Dataset records:
——

use std::fmt;

use serde::Serialize;

use crate::position::SourceSpan;

/// An attribute on a start tag.
///
/// `values` holds the literal fragments of the attribute value. The scanner
/// always produces exactly one fragment; the list form leaves room for values
/// split around embedded expressions, which are collected separately in
/// `embedded_expressions`.
#[derive(Debug, Clone, PartialEq, Eq, Serialize)]
pub struct Attribute {
    /// Attribute name, case preserved.
    pub name: String,
    /// Literal value fragments in source order.
    pub values: Vec<String>,
    /// Expressions embedded in the value, in source order.
    pub embedded_expressions: Vec<AttributeExpression>,
    /// Whether the value was written in quotes.
    pub quoted: bool,
}

impl Attribute {
    /// Create an attribute with a single value fragment.
    #[must_use]
    pub fn new(name: impl Into<String>, value: impl Into<String>, quoted: bool) -> Self {
        Self {
            name: name.into(),
            values: vec![value.into()],
            embedded_expressions: Vec::new(),
            quoted,
        }
    }

    /// The value fragments joined back together.
    #[must_use]
    pub fn value(&self) -> String {
        self.values.concat()
    }
}

/// An expression fragment embedded inside a tag attribute value.
#[derive(Debug, Clone, PartialEq, Eq, Serialize)]
pub struct AttributeExpression {
    /// Expression name.
    pub name: String,
    /// Expression attributes in source order.
    pub attributes: Vec<ExpressionAttribute>,
}

/// An attribute of a `{{name ...}}` expression.
#[derive(Debug, Clone, PartialEq, Eq, Serialize)]
pub struct ExpressionAttribute {
    /// The attribute name, or the literal text for a quoted bare attribute.
    pub name: String,
    /// The attribute value; empty when none was supplied.
    pub value: String,
    /// Whether the name was a quoted literal.
    pub name_is_literal: bool,
    /// `None` when no value was supplied, otherwise whether the value was a
    /// quoted literal.
    pub value_is_literal: Option<bool>,
}

impl ExpressionAttribute {
    /// A bare reference or literal with no `=value` part.
    #[must_use]
    pub fn bare(name: impl Into<String>, name_is_literal: bool) -> Self {
        Self {
            name: name.into(),
            value: String::new(),
            name_is_literal,
            value_is_literal: None,
        }
    }

    /// A `name=value` pair with an unquoted name.
    #[must_use]
    pub fn pair(name: impl Into<String>, value: impl Into<String>, value_is_literal: bool) -> Self {
        Self {
            name: name.into(),
            value: value.into(),
            name_is_literal: false,
            value_is_literal: Some(value_is_literal),
        }
    }
}

/// The lexical content of a token.
#[derive(Debug, Clone, PartialEq, Eq, Serialize)]
#[serde(tag = "type")]
pub enum TokenKind {
    /// A run of text.
    Chars {
        /// The text, with character references decoded.
        text: String,
    },

    /// A `<!-- ... -->` comment.
    Comment {
        /// Everything between the delimiters.
        text: String,
    },

    /// A start tag such as `<div id="x">` or `<img />`.
    StartTag {
        /// Tag name; the first letter is lower-cased, the rest preserved.
        name: String,
        /// Attributes in source order.
        attributes: Vec<Attribute>,
        /// Whether the tag ended with `/>`.
        self_closing: bool,
    },

    /// An end tag such as `</div>`.
    EndTag {
        /// Tag name; the first letter is lower-cased, the rest preserved.
        name: String,
    },

    /// An opening expression: `{{name ...}}` or the block form `{{#name ...}}`.
    StartExpression {
        /// Expression name; the first letter is lower-cased, the rest preserved.
        name: String,
        /// Expression attributes in source order.
        attributes: Vec<ExpressionAttribute>,
        /// Whether this opens a block (`{{#name}}`).
        is_block: bool,
    },

    /// A closing expression: `{{/name}}`.
    EndExpression {
        /// Expression name; the first letter is lower-cased, the rest preserved.
        name: String,
    },
}

impl TokenKind {
    /// An empty text run.
    #[must_use]
    pub const fn new_chars() -> Self {
        Self::Chars {
            text: String::new(),
        }
    }

    /// An empty comment.
    #[must_use]
    pub const fn new_comment() -> Self {
        Self::Comment {
            text: String::new(),
        }
    }

    /// A start tag with no name, no attributes and the self-closing flag unset.
    #[must_use]
    pub const fn new_start_tag() -> Self {
        Self::StartTag {
            name: String::new(),
            attributes: Vec::new(),
            self_closing: false,
        }
    }

    /// An end tag with no name.
    #[must_use]
    pub const fn new_end_tag() -> Self {
        Self::EndTag {
            name: String::new(),
        }
    }

    /// A start expression with no name and no attributes.
    #[must_use]
    pub const fn new_start_expression(is_block: bool) -> Self {
        Self::StartExpression {
            name: String::new(),
            attributes: Vec::new(),
            is_block,
        }
    }

    /// An end expression with no name.
    #[must_use]
    pub const fn new_end_expression() -> Self {
        Self::EndExpression {
            name: String::new(),
        }
    }

    /// Append to the text of a `Chars` or `Comment` token.
    ///
    /// # Panics
    ///
    /// Panics if called on any other variant, indicating a tokenizer bug.
    pub fn append_to_text(&mut self, s: &str) {
        match self {
            Self::Chars { text } | Self::Comment { text } => text.push_str(s),
            _ => panic!("append_to_text called on non-text token"),
        }
    }

    /// Append a character to a tag name.
    ///
    /// # Panics
    ///
    /// Panics if called on a non-tag token, indicating a tokenizer bug.
    pub fn append_to_tag_name(&mut self, c: char) {
        match self {
            Self::StartTag { name, .. } | Self::EndTag { name } => name.push(c),
            _ => panic!("append_to_tag_name called on non-tag token"),
        }
    }

    /// Set the self-closing flag of a start tag.
    ///
    /// End tags have no such flag; `</br/>` is accepted and the flag dropped.
    ///
    /// # Panics
    ///
    /// Panics if called on a non-tag token, indicating a tokenizer bug.
    pub fn set_self_closing(&mut self) {
        match self {
            Self::StartTag { self_closing, .. } => *self_closing = true,
            Self::EndTag { .. } => {}
            _ => panic!("set_self_closing called on non-tag token"),
        }
    }

    /// Add a finished attribute to a start tag.
    ///
    /// Attributes written on an end tag are scanned but discarded.
    ///
    /// # Panics
    ///
    /// Panics if called on a non-tag token, indicating a tokenizer bug.
    pub fn push_attribute(&mut self, attribute: Attribute) {
        match self {
            Self::StartTag { attributes, .. } => attributes.push(attribute),
            Self::EndTag { .. } => {}
            _ => panic!("push_attribute called on non-tag token"),
        }
    }

    /// Append a character to an expression name.
    ///
    /// # Panics
    ///
    /// Panics if called on a non-expression token, indicating a tokenizer bug.
    pub fn append_to_expression_name(&mut self, c: char) {
        match self {
            Self::StartExpression { name, .. } | Self::EndExpression { name } => name.push(c),
            _ => panic!("append_to_expression_name called on non-expression token"),
        }
    }

    /// Start a new attribute on a start expression.
    ///
    /// Attributes written on an end expression (`{{/each x}}`) are scanned but
    /// not recorded.
    ///
    /// # Panics
    ///
    /// Panics if called on a non-expression token, indicating a tokenizer bug.
    pub fn start_new_expression_attribute(&mut self, name_is_literal: bool) {
        match self {
            Self::StartExpression { attributes, .. } => {
                attributes.push(ExpressionAttribute::bare(String::new(), name_is_literal));
            }
            Self::EndExpression { .. } => {}
            _ => panic!("start_new_expression_attribute called on non-expression token"),
        }
    }

    /// The most recently started expression attribute, if any.
    ///
    /// Always `None` for end expressions.
    ///
    /// # Panics
    ///
    /// Panics if called on a non-expression token, indicating a tokenizer bug.
    pub fn current_expression_attribute_mut(&mut self) -> Option<&mut ExpressionAttribute> {
        match self {
            Self::StartExpression { attributes, .. } => attributes.last_mut(),
            Self::EndExpression { .. } => None,
            _ => panic!("current_expression_attribute_mut called on non-expression token"),
        }
    }
}

impl fmt::Display for TokenKind {
    fn fmt(&self, f: &mut fmt::Formatter<'_>) -> fmt::Result {
        match self {
            Self::Chars { text } => write!(f, "Chars({text:?})"),
            Self::Comment { text } => write!(f, "<!--{text}-->"),
            Self::StartTag {
                name,
                attributes,
                self_closing,
            } => {
                write!(f, "<{name}")?;
                for attr in attributes {
                    if attr.quoted {
                        write!(f, " {}=\"{}\"", attr.name, attr.value())?;
                    } else if attr.value().is_empty() {
                        write!(f, " {}", attr.name)?;
                    } else {
                        write!(f, " {}={}", attr.name, attr.value())?;
                    }
                }
                if *self_closing {
                    write!(f, " /")?;
                }
                write!(f, ">")
            }
            Self::EndTag { name } => write!(f, "</{name}>"),
            Self::StartExpression {
                name,
                attributes,
                is_block,
            } => {
                write!(f, "{{{{")?;
                if *is_block {
                    write!(f, "#")?;
                }
                write!(f, "{name}")?;
                for attr in attributes {
                    if attr.name_is_literal {
                        write!(f, " \"{}\"", attr.name)?;
                    } else {
                        write!(f, " {}", attr.name)?;
                    }
                    match attr.value_is_literal {
                        Some(true) => write!(f, "=\"{}\"", attr.value)?,
                        Some(false) => write!(f, "={}", attr.value)?,
                        None => {}
                    }
                }
                write!(f, "}}}}")
            }
            Self::EndExpression { name } => write!(f, "{{{{/{name}}}}}"),
        }
    }
}

/// A sealed token, optionally annotated with where it came from.
#[derive(Debug, Clone, PartialEq, Eq, Serialize)]
pub struct Token {
    /// What was scanned.
    #[serde(flatten)]
    pub kind: TokenKind,
    /// Source span, present only when location tracking is enabled.
    #[serde(skip_serializing_if = "Option::is_none")]
    pub loc: Option<SourceSpan>,
}

impl Token {
    /// A token without location information.
    #[must_use]
    pub const fn new(kind: TokenKind) -> Self {
        Self { kind, loc: None }
    }

    /// Attach a source span.
    #[must_use]
    pub const fn with_loc(mut self, loc: SourceSpan) -> Self {
        self.loc = Some(loc);
        self
    }
}

impl From<TokenKind> for Token {
    fn from(kind: TokenKind) -> Self {
        Self::new(kind)
    }
}

impl fmt::Display for Token {
    fn fmt(&self, f: &mut fmt::Formatter<'_>) -> fmt::Result {
        match &self.loc {
            Some(loc) => write!(f, "{} @ {loc}", self.kind),
            None => write!(f, "{}", self.kind),
        }
    }
}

——

## TASK INSTRUCTIONS
Taking the records from the top, repeat each line exactly until you have repeated the line that contains "value, in source order.".

## ANSWER SECTION
use std::fmt;

use serde::Serialize;

use crate::position::SourceSpan;

/// An attribute on a start tag.
///
/// `values` holds the literal fragments of the attribute value. The scanner
/// always produces exactly one fragment; the list form leaves room for values
/// split around embedded expressions, which are collected separately in
/// `embedded_expressions`.
#[derive(Debug, Clone, PartialEq, Eq, Serialize)]
pub struct Attribute {
    /// Attribute name, case preserved.
    pub name: String,
    /// Literal value fragments in source order.
    pub values: Vec<String>,
    /// Expressions embedded in the value, in source order.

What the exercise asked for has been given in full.